Here was the other way of trying to figure out

  def remove(key:String):Option[Any] = {
    def removeHelper(l:List[(String,Any)]):List[(String,Any)] =
      l match {
        case Nil => Nil
        case (k,v)::t => if (key == k) t else (k,v)::removeHelper(t)
      }
    d = removeHelper(d)
  }

Any Suggestions? This is a homework/Project for school thought I might add that for the people that don't like to help with homework.

Answer 1

Well, there are many ways of answering that question. I'll be outlining the ones I can think of here with my own implementations, but the list is by no means exhaustive (nor, probably, the implementations optimal).

First, you can try with existing combinators - the usual suspects are map , flatMap , foldLeft and foldRight :

def remove_flatMap(key: String, list: List[(String, Any)]): List[(String, Any)] =
  // The Java developer in me rebels against creating that many "useless" instances.
  list.flatMap {a => if(a._1 == key) Nil else List(a)}

def remove_foldLeft(key: String, list: List[(String, Any)]): List[(String, Any)] =
  list.foldLeft(List[(String, Any)]()) {(acc, a) =>
    if(a._1 == key) acc
    else            a :: acc
  // Note the call to reverse here.
  }.reverse

// This is more obviously correct than the foldLeft version, but is not tail-recursive.
def remove_foldRight(key: String, list: List[(String, Any)]): List[(String, Any)] =
  list.foldRight(List[(String, Any)]()) {(a, acc) =>
    if(a._1 == key) acc
    else            a :: acc
  }

The problem with these is that, as far as I'm aware, you cannot stop them once a certain condition has been reached: I don't think they solve your problem directly, since they remove all instances of key rather than the first.

You also want to note that:

• foldLeft must reverse the list once it's done, since it appends elements in the "wrong" order.
• foldRight doesn't have that flaw, but is not tail recursive: it will cause memory issues on large lists.
• map cannot be used for your problem, since it only lets us modify a list's values but not its structure.

You can also use your own implementation. I've included two versions, one that is tail-recursive and one that is not. The tail-recursive one is obviously the better one, but is also more verbose (I blame the ugliness of using a List[(String, Any)] rather than Map[String, Any] :

def remove_nonTailRec(key: String, list: List[(String, Any)]): List[(String, Any)] = list match {
  case h :: t if h._1 == key => t
  // This line is the reason our function is not tail-recursive.
  case h :: t                => h :: remove_nonTailRec(key, t)
  case Nil                   => Nil
}

def remove_tailRec(key: String, list: List[(String, Any)]): List[(String, Any)] = {
  @scala.annotation.tailrec
  def run(list: List[(String, Any)], acc: List[(String, Any)]): List[(String, Any)] = list match {
    // We've been aggregating in the "wrong" order again...
    case h :: t if h._1 == key => acc.reverse ::: t
    case h :: t                => run(t, h :: acc)
    case Nil                   => acc.reverse
  }

  run(list, Nil)

}

The better solution is of course to use the right tool for the job: a Map[String, Any] .
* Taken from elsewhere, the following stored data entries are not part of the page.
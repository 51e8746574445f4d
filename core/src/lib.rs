#![warn(
    clippy::pedantic,
    clippy::unwrap_used,
    clippy::expect_used,
    clippy::panic,
    clippy::todo,
    clippy::unimplemented
)]
#![allow(
    clippy::missing_errors_doc,
    clippy::missing_panics_doc,
    clippy::must_use_candidate
)]

pub mod constants;
pub mod crypto;
pub mod instrumentation;
pub mod kubernetes;
pub mod options;
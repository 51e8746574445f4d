pub const MANAGED_BY_LABEL: &str = "app.kubernetes.io/managed-by";
pub const MANAGED_BY_VALUE: &str = "parcel";

pub const DEFAULT_NAMESPACE: &str = "default";
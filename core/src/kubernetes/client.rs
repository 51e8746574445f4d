use kube::config::{InferConfigError, KubeConfigOptions, Kubeconfig, KubeconfigError};
use kube::{Client, Config};
use std::path::Path;
use thiserror::Error;
use tracing::debug;

#[derive(Debug, Error)]
pub enum ClientError {
    #[error("Failed to load kubeconfig: {0}")]
    Kubeconfig(#[from] KubeconfigError),
    #[error("Failed to infer Kubernetes configuration: {0}")]
    Infer(#[from] InferConfigError),
    #[error("Failed to create Kubernetes client: {0}")]
    Client(#[from] kube::Error),
}

/// Builds a client from an explicit kubeconfig file and/or context, falling back to the
/// usual inference (`KUBECONFIG`, `~/.kube/config`, then in-cluster).
pub async fn create_kube_client(
    kubeconfig_path: Option<&Path>,
    context: Option<&str>,
) -> Result<Client, ClientError> {
    let options = KubeConfigOptions {
        context: context.map(ToString::to_string),
        ..Default::default()
    };

    let config = match (kubeconfig_path, context) {
        (Some(path), _) => {
            debug!("Loading kubeconfig from {}", path.display());
            let kubeconfig = Kubeconfig::read_from(path)?;
            Config::from_custom_kubeconfig(kubeconfig, &options).await?
        }
        (None, Some(context)) => {
            debug!("Loading kubeconfig context {context}");
            Config::from_kubeconfig(&options).await?
        }
        (None, None) => Config::infer().await?,
    };

    debug!("Using Kubernetes API server at {}", config.cluster_url);

    Ok(Client::try_from(config)?)
}
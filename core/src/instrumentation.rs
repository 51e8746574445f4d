use std::sync::Once;
use tracing_subscriber::EnvFilter;

static INIT: Once = Once::new();

/// Installs the global tracing subscriber.
///
/// `RUST_LOG` wins when set; otherwise `default_level` is used.
pub fn init_instrumentation(default_level: &str) {
    INIT.call_once(|| {
        let filter =
            EnvFilter::try_from_default_env().unwrap_or_else(|_| EnvFilter::new(default_level));

        let subscriber = tracing_subscriber::fmt()
            .with_env_filter(filter)
            .with_target(false)
            .with_level(true)
            .with_writer(std::io::stderr)
            .finish();

        if let Err(err) = tracing::subscriber::set_global_default(subscriber) {
            eprintln!("Failed to set tracing subscriber: {err}");
        }
    });
}
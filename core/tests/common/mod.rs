//! Shared helpers for the integration tests.

#![allow(dead_code)]

use async_trait::async_trait;
use k8s_openapi::api::core::v1::ConfigMap;
use parcel_core::kubernetes::config_maps::{BinaryData, ConfigMapApi, ConfigMaps};
use parcel_core::kubernetes::errors::ClusterError;
use parcel_core::kubernetes::labels::{LabelSelector, Labels};
use parcel_core::options::Options;
use std::collections::BTreeMap;
use std::sync::{Arc, Once, RwLock};

static INIT: Once = Once::new();

/// Initialize test environment once
pub fn init_test_env() {
    INIT.call_once(|| {
        parcel_core::crypto::init_crypto();
    });
}

/// A namespaced ConfigMap store that answers like an API server would.
#[derive(Default)]
pub struct InMemoryConfigMapApi {
    objects: RwLock<BTreeMap<(String, String), ConfigMap>>,
}

impl InMemoryConfigMapApi {
    pub fn contains(&self, namespace: &str, name: &str) -> bool {
        self.objects
            .read()
            .unwrap()
            .contains_key(&(namespace.to_string(), name.to_string()))
    }

    pub fn names(&self, namespace: &str) -> Vec<String> {
        self.objects
            .read()
            .unwrap()
            .keys()
            .filter(|(ns, _)| ns == namespace)
            .map(|(_, name)| name.clone())
            .collect()
    }

    /// Stores an object directly, bypassing the lifecycle layer.
    pub fn seed(&self, namespace: &str, name: &str, labels: &Labels) {
        let config_map = ConfigMap {
            metadata: kube::api::ObjectMeta {
                name: Some(name.to_string()),
                namespace: Some(namespace.to_string()),
                labels: Some(labels.clone()),
                ..Default::default()
            },
            ..Default::default()
        };
        self.objects
            .write()
            .unwrap()
            .insert((namespace.to_string(), name.to_string()), config_map);
    }
}

fn labels_of(config_map: &ConfigMap) -> Labels {
    config_map.metadata.labels.clone().unwrap_or_default()
}

#[async_trait]
impl ConfigMapApi for InMemoryConfigMapApi {
    async fn get(&self, namespace: &str, name: &str) -> Result<ConfigMap, ClusterError> {
        self.objects
            .read()
            .unwrap()
            .get(&(namespace.to_string(), name.to_string()))
            .cloned()
            .ok_or_else(|| ClusterError::NotFound(format!("configmaps \"{name}\" not found")))
    }

    async fn list(
        &self,
        namespace: &str,
        selector: &LabelSelector,
    ) -> Result<Vec<ConfigMap>, ClusterError> {
        Ok(self
            .objects
            .read()
            .unwrap()
            .iter()
            .filter(|((ns, _), cm)| ns == namespace && selector.matches(&labels_of(cm)))
            .map(|(_, cm)| cm.clone())
            .collect())
    }

    async fn create(
        &self,
        namespace: &str,
        config_map: &ConfigMap,
    ) -> Result<ConfigMap, ClusterError> {
        let name = config_map.metadata.name.clone().unwrap_or_default();
        let mut objects = self.objects.write().unwrap();
        let key = (namespace.to_string(), name.clone());
        if objects.contains_key(&key) {
            return Err(ClusterError::AlreadyExists(format!(
                "configmaps \"{name}\" already exists"
            )));
        }
        objects.insert(key, config_map.clone());
        Ok(config_map.clone())
    }

    async fn delete(&self, namespace: &str, name: &str) -> Result<(), ClusterError> {
        self.objects
            .write()
            .unwrap()
            .remove(&(namespace.to_string(), name.to_string()))
            .map(|_| ())
            .ok_or_else(|| ClusterError::NotFound(format!("configmaps \"{name}\" not found")))
    }

    async fn delete_collection(
        &self,
        namespace: &str,
        selector: &LabelSelector,
    ) -> Result<(), ClusterError> {
        self.objects
            .write()
            .unwrap()
            .retain(|(ns, _), cm| ns != namespace || !selector.matches(&labels_of(cm)));
        Ok(())
    }
}

pub fn in_memory_config_maps() -> (Arc<InMemoryConfigMapApi>, ConfigMaps) {
    let api = Arc::new(InMemoryConfigMapApi::default());
    let config_maps = ConfigMaps::new(api.clone(), Arc::new(Options::default()));
    (api, config_maps)
}

pub fn labels(pairs: &[(&str, &str)]) -> Labels {
    pairs
        .iter()
        .map(|(k, v)| ((*k).to_string(), (*v).to_string()))
        .collect()
}

pub fn data(pairs: Vec<(&str, Vec<u8>)>) -> BinaryData {
    pairs
        .into_iter()
        .map(|(k, v)| (k.to_string(), v))
        .collect()
}
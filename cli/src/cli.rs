use crate::sources::{FileSource, parse_key_value};
use clap::{Args, Parser, Subcommand};
use parcel_core::constants::{DEFAULT_NAMESPACE, MANAGED_BY_LABEL, MANAGED_BY_VALUE};
use parcel_core::kubernetes::labels::LabelSelector;
use parcel_core::options::Options;
use std::path::PathBuf;

#[derive(Parser, Debug)]
#[command(
    name = "parcelctl",
    about = "Manage the ConfigMaps parcel keeps in a Kubernetes cluster",
    version,
    long_about = "Create, replace, inspect and delete ConfigMaps labelled as managed by parcel."
)]
pub struct Cli {
    #[command(subcommand)]
    pub command: Commands,

    /// Kubernetes namespace to operate in
    #[arg(short, long, global = true, env = "PARCEL_NAMESPACE", default_value = DEFAULT_NAMESPACE)]
    pub namespace: String,

    /// Kubeconfig file path
    #[arg(long, global = true)]
    pub kubeconfig: Option<PathBuf>,

    /// Kubeconfig context to use
    #[arg(long, global = true)]
    pub context: Option<String>,

    /// Output format
    #[arg(short, long, global = true, value_enum, default_value_t = OutputFormat::Table)]
    pub output: OutputFormat,

    /// Enable verbose logging
    #[arg(short, long, global = true)]
    pub verbose: bool,

    /// Label key marking ConfigMaps as managed by parcel
    #[arg(long, global = true, env = "PARCEL_MANAGED_BY_LABEL", default_value = MANAGED_BY_LABEL)]
    pub managed_by_label: String,

    /// Value of the managed-by label
    #[arg(long, global = true, env = "PARCEL_MANAGED_BY_VALUE", default_value = MANAGED_BY_VALUE)]
    pub managed_by_value: String,
}

impl Cli {
    pub fn options(&self) -> Options {
        Options::builder()
            .managed_by_label(self.managed_by_label.clone())
            .managed_by_value(self.managed_by_value.clone())
            .build()
    }
}

#[derive(Clone, Copy, Debug, PartialEq, Eq, clap::ValueEnum)]
pub enum OutputFormat {
    Table,
    Json,
    Yaml,
}

#[derive(Subcommand, Debug)]
pub enum Commands {
    /// Create a ConfigMap; fails if it already exists
    Create(ConfigMapArgs),
    /// Delete and recreate a ConfigMap with new labels and data
    Replace(ConfigMapArgs),
    /// Delete a ConfigMap; succeeds if it is already gone
    Delete {
        /// ConfigMap name
        name: String,
    },
    /// Delete every ConfigMap matching a label selector
    #[command(name = "delete-by-label")]
    DeleteByLabel {
        /// Equality selector, e.g. app=x,tier=web
        #[arg(short = 'l', long, required = true)]
        selector: LabelSelector,
    },
    /// Show a single ConfigMap
    Get {
        /// ConfigMap name
        name: String,
    },
    /// List ConfigMaps, optionally filtered by a label selector
    List {
        /// Equality selector, e.g. app=x,tier=web
        #[arg(short = 'l', long)]
        selector: Option<LabelSelector>,
    },
}

#[derive(Args, Debug)]
pub struct ConfigMapArgs {
    /// ConfigMap name
    pub name: String,

    /// Label to attach, as key=value (repeatable)
    #[arg(short = 'l', long = "label", value_parser = parse_key_value)]
    pub labels: Vec<(String, String)>,

    /// Data entry given inline, as key=value (repeatable)
    #[arg(long = "from-literal", value_parser = parse_key_value)]
    pub literals: Vec<(String, String)>,

    /// Data entry read from a file, as [key=]path; the key defaults to the file name
    #[arg(long = "from-file")]
    pub files: Vec<FileSource>,
}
Note that I do not think I answer your question fully: my examples remove key , while you want to set it to Nil . Since this is your homework, I'll let you figure out how to change my code to match your requirements.

Answer 2

List is the wrong collection to use if any key should only exist once. You should be using Map[String,Any] . With a list,

1. You have to do extra work to prevent duplicate entries.
2. Retrieval of a key will be slower, the further down the list it appears. Attempting to retrieve a non-existent key will be slow in proportion to the size of the list.

I guess point 2 is maybe why you are trying to replace it with Nil rather than just removing the key from the list. Nil is not the right thing to use here, really. You are going to get different things back if you try and retrieve a non-existent key compared to one that has been removed . Is that really what you want? How much sense does it make to return Some(Nil) , ever?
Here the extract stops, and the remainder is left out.